The sun climbs and you watch the box of light travel across your cell floor. Nobody brings you food. You aren't hungry, anyway.
You aren't cold, but you shiver. The air warms, and you shiver. You palm the bloody stains on your tunic, and you shiver.
\\
When the lock on your door rattles, the sunlight square has travelled halfway across your cell door. You look up, toward the sound, but your only movement is to pull your knees closer, to present your shins as a shield between your soft parts and the intruder.

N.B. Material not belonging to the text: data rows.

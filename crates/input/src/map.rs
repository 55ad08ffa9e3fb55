//! Key mapping from terminal events to game actions.

use crate::types::GameAction;
use crossterm::event::{KeyCode, KeyEvent, KeyEventKind, KeyModifiers};

/// Map keyboard input to game actions.
///
/// Letter keys are case-insensitive. Release events never map to an action;
/// auto-repeat does, so holding an arrow keeps the piece moving.
pub fn handle_key_event(key: KeyEvent) -> Option<GameAction> {
    if key.kind == KeyEventKind::Release {
        return None;
    }

    match key.code {
        // Movement
        KeyCode::Left => Some(GameAction::MoveLeft),
        KeyCode::Right => Some(GameAction::MoveRight),
        KeyCode::Down | KeyCode::Char('s') | KeyCode::Char('S') => Some(GameAction::SoftDrop),

        // Rotation
        KeyCode::Up | KeyCode::Char('d') | KeyCode::Char('D') => Some(GameAction::RotateCw),
        KeyCode::Char('a') | KeyCode::Char('A') => Some(GameAction::RotateCcw),

        // Actions
        KeyCode::Char(' ') => Some(GameAction::HardDrop),
        KeyCode::Char('p') | KeyCode::Char('P') => Some(GameAction::Pause),
        KeyCode::Char('r') | KeyCode::Char('R') => Some(GameAction::Restart),

        _ => None,
    }
}

/// Check if key should quit the game.
pub fn should_quit(key: KeyEvent) -> bool {
    matches!(
        key.code,
        KeyCode::Char('q') | KeyCode::Char('Q') | KeyCode::Esc
    ) || (key.code == KeyCode::Char('c') && key.modifiers.contains(KeyModifiers::CONTROL))
}
//! Framebuffer and style types for terminal rendering.

/// 24-bit RGB color.
#[derive(Debug, Clone, Copy, PartialEq, Eq, Default)]
pub struct Rgb {
    pub r: u8,
    pub g: u8,
    pub b: u8,
}

impl Rgb {
    pub const fn new(r: u8, g: u8, b: u8) -> Self {
        Self { r, g, b }
    }

    /// Scale each channel by `num / den`, clamped to 255.
    pub const fn scale(self, num: u16, den: u16) -> Self {
        const fn ch(v: u8, num: u16, den: u16) -> u8 {
            let scaled = (v as u16) * num / den;
            if scaled > 255 {
                255
            } else {
                scaled as u8
            }
        }
        Self::new(ch(self.r, num, den), ch(self.g, num, den), ch(self.b, num, den))
    }
}

/// Minimal per-cell styling.
#[derive(Debug, Clone, Copy, PartialEq, Eq)]
pub struct CellStyle {
    pub fg: Rgb,
    pub bg: Rgb,
    pub bold: bool,
    pub dim: bool,
}

impl CellStyle {
    pub const fn fg(fg: Rgb) -> Self {
        Self {
            fg,
            bg: Rgb::new(0, 0, 0),
            bold: false,
            dim: false,
        }
    }

    pub const fn on(self, bg: Rgb) -> Self {
        Self { bg, ..self }
    }

    pub const fn bold(self) -> Self {
        Self { bold: true, ..self }
    }

    pub const fn dim(self) -> Self {
        Self { dim: true, ..self }
    }

    pub fn into_cell(self, ch: char) -> Cell {
        Cell { ch, style: self }
    }
}

impl Default for CellStyle {
    fn default() -> Self {
        Self::fg(Rgb::new(220, 220, 220))
    }
}

/// A single terminal cell.
#[derive(Debug, Clone, Copy, PartialEq, Eq)]
pub struct Cell {
    pub ch: char,
    pub style: CellStyle,
}

impl Default for Cell {
    fn default() -> Self {
        CellStyle::default().into_cell(' ')
    }
}

/// 2D framebuffer of styled character cells. Writes outside the buffer are dropped.
#[derive(Debug, Clone, PartialEq, Eq)]
pub struct FrameBuffer {
    width: u16,
    height: u16,
    cells: Vec<Cell>,
}

impl FrameBuffer {
    pub fn new(width: u16, height: u16) -> Self {
        Self {
            width,
            height,
            cells: vec![Cell::default(); (width as usize) * (height as usize)],
        }
    }

    pub fn width(&self) -> u16 {
        self.width
    }

    pub fn height(&self) -> u16 {
        self.height
    }

    /// Resize, keeping the allocation when possible.
    pub fn resize(&mut self, width: u16, height: u16) {
        if (self.width, self.height) == (width, height) {
            return;
        }
        self.width = width;
        self.height = height;
        self.cells
            .resize((width as usize) * (height as usize), Cell::default());
    }

    pub fn cells(&self) -> &[Cell] {
        &self.cells
    }

    #[inline(always)]
    fn idx(&self, x: u16, y: u16) -> Option<usize> {
        (x < self.width && y < self.height).then(|| (y as usize) * (self.width as usize) + (x as usize))
    }

    pub fn get(&self, x: u16, y: u16) -> Option<Cell> {
        self.idx(x, y).map(|i| self.cells[i])
    }

    pub fn set(&mut self, x: u16, y: u16, cell: Cell) {
        if let Some(i) = self.idx(x, y) {
            self.cells[i] = cell;
        }
    }

    pub fn clear(&mut self, cell: Cell) {
        self.cells.fill(cell);
    }

    pub fn put_char(&mut self, x: u16, y: u16, ch: char, style: CellStyle) {
        self.set(x, y, style.into_cell(ch));
    }

    /// Write `s` left to right starting at (x, y), clipped at the right edge.
    pub fn put_str(&mut self, x: u16, y: u16, s: &str, style: CellStyle) {
        for (i, ch) in s.chars().enumerate() {
            let Some(cx) = x.checked_add(i as u16).filter(|&cx| cx < self.width) else {
                break;
            };
            self.put_char(cx, y, ch, style);
        }
    }

    /// Write a decimal number without allocating.
    pub fn put_u32(&mut self, x: u16, y: u16, value: u32, style: CellStyle) {
        let mut digits = [0u8; 10];
        let mut n = value;
        let mut len = 0;
        loop {
            digits[len] = b'0' + (n % 10) as u8;
            len += 1;
            n /= 10;
            if n == 0 {
                break;
            }
        }
        for (i, d) in digits[..len].iter().rev().enumerate() {
            self.put_char(x.saturating_add(i as u16), y, *d as char, style);
        }
    }

    pub fn fill_rect(&mut self, x: u16, y: u16, w: u16, h: u16, ch: char, style: CellStyle) {
        for dy in 0..h {
            for dx in 0..w {
                self.put_char(x.saturating_add(dx), y.saturating_add(dy), ch, style);
            }
        }
    }

    /// Draw a single-line box outline whose outer size is `w` x `h`.
    pub fn draw_box(&mut self, x: u16, y: u16, w: u16, h: u16, style: CellStyle) {
        if w < 2 || h < 2 {
            return;
        }
        let right = x + w - 1;
        let bottom = y + h - 1;

        for cx in x + 1..right {
            self.put_char(cx, y, '─', style);
            self.put_char(cx, bottom, '─', style);
        }
        for cy in y + 1..bottom {
            self.put_char(x, cy, '│', style);
            self.put_char(right, cy, '│', style);
        }
        self.put_char(x, y, '┌', style);
        self.put_char(right, y, '┐', style);
        self.put_char(x, bottom, '└', style);
        self.put_char(right, bottom, '┘', style);
    }
}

Artie doesn't acknowledge you with his eyes before he steps out of the doorframe. A different man walks in – younger, thinner, taller. The same manservant who shackled you in the armory, the previous week.
He steps toward you, another set of manacles in his hand. Wordlessly, you offer him your wrists, and wordlessly, he takes them. These are of a different design than the shackles you wore before, which were typically used on gladiators. A single thin rod rests against the back of your wrists and passes through openings in the ends of two u-shaped cuffs. These manacles are sleek and shiny and in good repair.
You are leaving the ludus, then, because these cuffs are designed to be seen.
The manservant fits a padlock through the end of the rod and then clicks it shut, once.
You wait for the second click—the one that latches the tongue in place—but it never comes.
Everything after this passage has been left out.